Risultati e discussione

Caspasi-3 e caspasi-7 mostrano un’attività differenziale verso substrati sintetici.

Caspasi-3 e caspasi-7 sono entrambe attivate universalmente durante l’apoptosi, indipendentemente dallo specifico stimolo che avvia la morte, ed entrambe le proteasi sono ampiamente considerate per coordinare la fase di demolizione dell’apoptosi attraverso la scissione di una diversa serie di substrati proteici (1, 2). Tuttavia, il contributo relativo di queste proteasi alla demolizione cellulare rimane ampiamente speculativo. La caspasi-3 e la caspasi-7 sono più strettamente correlate tra loro, rispetto alle altre caspasi dei mammiferi, ma mostrano comunque una sostanziale divergenza di sequenza, con un’identità di sequenza complessiva del 56% e una somiglianza di sequenza del 73% (Fig. 1A). Per esplorare le preferenze del substrato di queste caspasi in modo più dettagliato, abbiamo espresso entrambi gli enzimi come proteine His-tagged in batteri e li abbiamo purificati fino all’omogeneità (Fig. 1B). Entrambe le caspasi sono state titolate sul sito attivo contro DEVD-AFC in combinazione con l’inibitore della policaspasi zVAD-fmk (Fig. 1C).

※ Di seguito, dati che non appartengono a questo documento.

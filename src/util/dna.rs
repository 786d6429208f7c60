pub const NUC_A: u8 = 1;
pub const NUC_C: u8 = 1 << 1;
pub const NUC_G: u8 = 1 << 2;
pub const NUC_T: u8 = 1 << 3;

/// Phred+33 编码的质量分数偏移
pub const PHRED_OFFSET: u8 = 33;

/// IUPAC 代码 -> 核苷酸位掩码；非核苷酸字符返回 0
#[inline]
pub fn iupac_mask(b: u8) -> u8 {
    match b.to_ascii_uppercase() {
        b'A' => NUC_A,
        b'C' => NUC_C,
        b'G' => NUC_G,
        b'T' | b'U' => NUC_T,
        b'Y' => NUC_C | NUC_T,
        b'R' => NUC_G | NUC_A,
        b'S' => NUC_C | NUC_G,
        b'W' => NUC_A | NUC_T,
        b'K' => NUC_G | NUC_T,
        b'M' => NUC_A | NUC_C,
        b'B' => NUC_C | NUC_G | NUC_T,
        b'D' => NUC_A | NUC_G | NUC_T,
        b'H' => NUC_A | NUC_C | NUC_T,
        b'V' => NUC_A | NUC_C | NUC_G,
        b'N' => NUC_A | NUC_C | NUC_G | NUC_T,
        _ => 0,
    }
}

/// 两个碱基在 IUPAC 意义下是否兼容（相等，或位掩码有交集）
#[inline]
pub fn compatible(a: u8, b: u8) -> bool {
    a == b || (iupac_mask(a) & iupac_mask(b)) != 0
}

pub fn normalize_seq(seq: &[u8]) -> Vec<u8> {
    let mut out = Vec::with_capacity(seq.len());
    for &b in seq {
        let up = b.to_ascii_uppercase();
        let nb = match up {
            b'U' => b'T',
            _ if iupac_mask(up) != 0 => up,
            _ => b'N',
        };
        out.push(nb);
    }
    out
}

#[inline]
pub fn complement(base: u8) -> u8 {
    match base.to_ascii_uppercase() {
        b'A' => b'T',
        b'C' => b'G',
        b'G' => b'C',
        b'T' | b'U' => b'A',
        b'R' => b'Y',
        b'Y' => b'R',
        b'K' => b'M',
        b'M' => b'K',
        b'B' => b'V',
        b'V' => b'B',
        b'D' => b'H',
        b'H' => b'D',
        b'S' => b'S',
        b'W' => b'W',
        _ => b'N',
    }
}

pub fn revcomp(seq: &[u8]) -> Vec<u8> {
    let mut out = Vec::with_capacity(seq.len());
    for &b in seq.iter().rev() {
        out.push(complement(b));
    }
    out
}

/// Phred+33 字符 -> 质量分数（越界字符饱和到 0）
#[inline]
pub fn phred_to_quality(ch: u8) -> u8 {
    ch.saturating_sub(PHRED_OFFSET)
}

#[inline]
pub fn count_indeterminate(seq: &[u8]) -> usize {
    seq.iter().filter(|&&b| b == b'N').count()
}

Sulla base dei dati di titolazione del sito attivo, la concentrazione attiva di ogni enzima è stata normalizzata per consentire confronti diretti tra questi enzimi in esperimenti successivi (Fig. 1D). Abbiamo poi confrontato queste caspasi in termini di capacità di idrolizzare un pannello di substrati tetrapeptidici sintetici. Come illustra la Fig. 1E, entrambe le caspasi hanno scisso preferenzialmente DEVD-AFC con efficienza essenzialmente identica. Al contrario, la caspasi-3 ha scisso LEHD-AFC in modo più efficiente della caspasi-7, suggerendo che queste proteasi possiedono attività distinte verso alcuni substrati sintetici (Fig. 1E).